Greater Lowell United FC
- Full name: Greater Lowell United Football Club
- Nickname(s): GLUFC, Lowell Dragons
- Founded: 2013; 12 years ago
- Stadium: Cawley Memorial Stadium Lowell, Massachusetts
- Capacity: 6,000
- Owner: Manny Andrade
- Website: http://www.pitchero.com/clubs/greaterlowellunitedfootballclub
| Home colors | Away colors |

= Greater Lowell United FC =

Soccer club in Massachusetts, U.S.

Greater Lowell United FC is an American soccer club based in Lowell, Massachusetts. GLUFC's first-team began play in the North Atlantic Conference of the National Premier Soccer League (NPSL) in 2014. The club left the NPSL and joined the Champions Soccer League USA (CSL USA) for the 2017 season.

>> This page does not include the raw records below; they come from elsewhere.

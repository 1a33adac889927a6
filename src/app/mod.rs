pub mod config;
pub mod telemetry;

pub use config::{Config, GatewayConfig};
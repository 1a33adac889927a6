pub mod process_payments;

use crate::services::PaymentProcessor;
use axum::{
    http::StatusCode,
    routing::{any, get},
    Router,
};
use std::sync::Arc;
use tokio::sync::Mutex;

pub struct AppState {
    pub processor: PaymentProcessor,
    pub pretty_report: bool,
    run_lock: Mutex<()>,
}

impl AppState {
    pub fn new(processor: PaymentProcessor, pretty_report: bool) -> Self {
        Self {
            processor,
            pretty_report,
            run_lock: Mutex::new(()),
        }
    }
}

pub fn router(state: Arc<AppState>) -> Router {
    Router::new()
        .route("/health", get(health_handler))
        .route("/", any(process_payments::process_payments))
        .route("/process-payments", any(process_payments::process_payments))
        .with_state(state)
}

async fn health_handler() -> StatusCode {
    StatusCode::OK
}
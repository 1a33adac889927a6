//! Data store access for orders and their payment records.
//!
//! [`PaymentStore`] is the seam the processor and formatter depend on. The
//! production implementation is [`PgStore`]; [`InMemoryStore`] serves tests
//! and local demos.

pub mod in_memory;
pub mod postgres;

use crate::error::StoreError;
use crate::models::{Order, OrderStatus};
use async_trait::async_trait;
use chrono::NaiveDate;
use serde_json::Value;

pub use in_memory::InMemoryStore;
pub use postgres::PgStore;

/// Positional statement parameter (`$1`, `$2`, ...).
#[derive(Debug, Clone, PartialEq)]
pub enum SqlParam {
    Int(i64),
    Text(String),
}

impl From<i64> for SqlParam {
    fn from(v: i64) -> Self {
        SqlParam::Int(v)
    }
}

impl From<i32> for SqlParam {
    fn from(v: i32) -> Self {
        SqlParam::Int(v.into())
    }
}

impl From<String> for SqlParam {
    fn from(v: String) -> Self {
        SqlParam::Text(v)
    }
}

#[async_trait]
pub trait PaymentStore: Send + Sync {
    /// Orders awaiting payment on the PAGCOMPLETO gateway by credit card.
    async fn fetch_pending_orders(&self) -> Result<Vec<Order>, StoreError>;

    /// `Ok(None)` when the customer row or its birthdate is missing.
    async fn fetch_customer_birthdate(&self, customer_id: i64) -> Result<Option<NaiveDate>, StoreError>;

    /// Writes the new order status together with the raw gateway answer and
    /// the processing timestamp.
    async fn update_order_status(
        &self,
        order_id: i64,
        status: OrderStatus,
        gateway_response: &Value,
    ) -> Result<(), StoreError>;
}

The team plays its home games on an artificial-turf field at historic Cawley Memorial Stadium, located in the Belvidere section of Lowell. In 2014, the NPSL team also played in Bedford and Lawrence, but Cawley is now the permanent home to GLUFC's top team. The junior team plays BSSL matches at Greater Lowell Technical High School.

== History ==
Greater Lowell United FC was founded in 2013 as an expansion team to join the National Premier Soccer League (NPSL) for the 2014 season. GLUFC also fielded two junior teams that season, one in the Massachusetts State Soccer League (MSSL) and one in the Bay State Soccer League (BSSL). The club dropped the MSSL team after the 2014 season but kept a team in the BSSL. In 2015, GLUFC's junior team was only competing in the second half of the 2015 BSSL season.

GLUFC's top team played three seasons in the NPSL, a national amateur league that includes reserve teams from North American Soccer League (NASL) clubs. In 2014, the team won one game, drew one game and lost 10 games. GLUFC struggled early on under Coach Jason Moore, a former Major League Soccer (MLS) No. 1 draft pick, but rebounded under Coach Daniel Hristov, who replaced Moore after the second game of the season. Shortly after Hristov's arrival, the 2014 team beat the Rhode Island Reds, 2–0, in Bedford, and drew 0–0 with New York Athletic Club in Lawrence. However, Hristov and the club parted ways for the 2015 NPSL season, which saw Luis Costa arrive as head coach. Costa's sides performed well in several matches but failed to achieve results, losing 9 games and drawing one before Costa departed the club with two games left to play. Hayden Barbosa, an assistant coach at Daniel Webster College, coached the final two games, both of which were losses, including a 2–1 decision dropped to eventual undefeated NPSL champions New York Cosmos B in New York.

Barbosa took over as coach of the NPSL team for the 2016 season.

In 2015, goalkeeper Sam Manning earned a spot on the soccer team at Millersville University.

In 2016, GLUFC left the NPSL, parting with its former co-owner and manager Andrea Gauntlett, who retained the right to field an NPSL team in the Greater Lowell area. GLUFC joined the CSL USA for the 2017 season. The club was placed in the league's North-East Division.

== Ownership ==
In the summer of 2013, Lowell local Tim Melican founded GLUFC and began as owner of the club. In 2015, Melican left the club altogether and forfeited his ownership share. The club also has a board of directors made up of several residents of the Greater Lowell area.

== Head coach ==
Hayden Barbosa will serve as head coach of GLUFC's National Premier Soccer League team in 2016.

== Colors and crest ==
The club's home colors are black and green, while on the road the team wears green and white. The motto Magnus Viridis (Big Green) is prevalent on the club's coat of arms.